MATERIAL PROVIDED –
+ + + +
//! Renderers module.
//!
//! This module provides the CSV and JSON encodings of rendered rows.

pub use rowkit_renderers::*;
+ + + +
Repeat the listing above in full, exactly as given.

REPLY TO THE EXERCISE –
//! Renderers module.
//!
//! This module provides the CSV and JSON encodings of rendered rows.

pub use rowkit_renderers::*;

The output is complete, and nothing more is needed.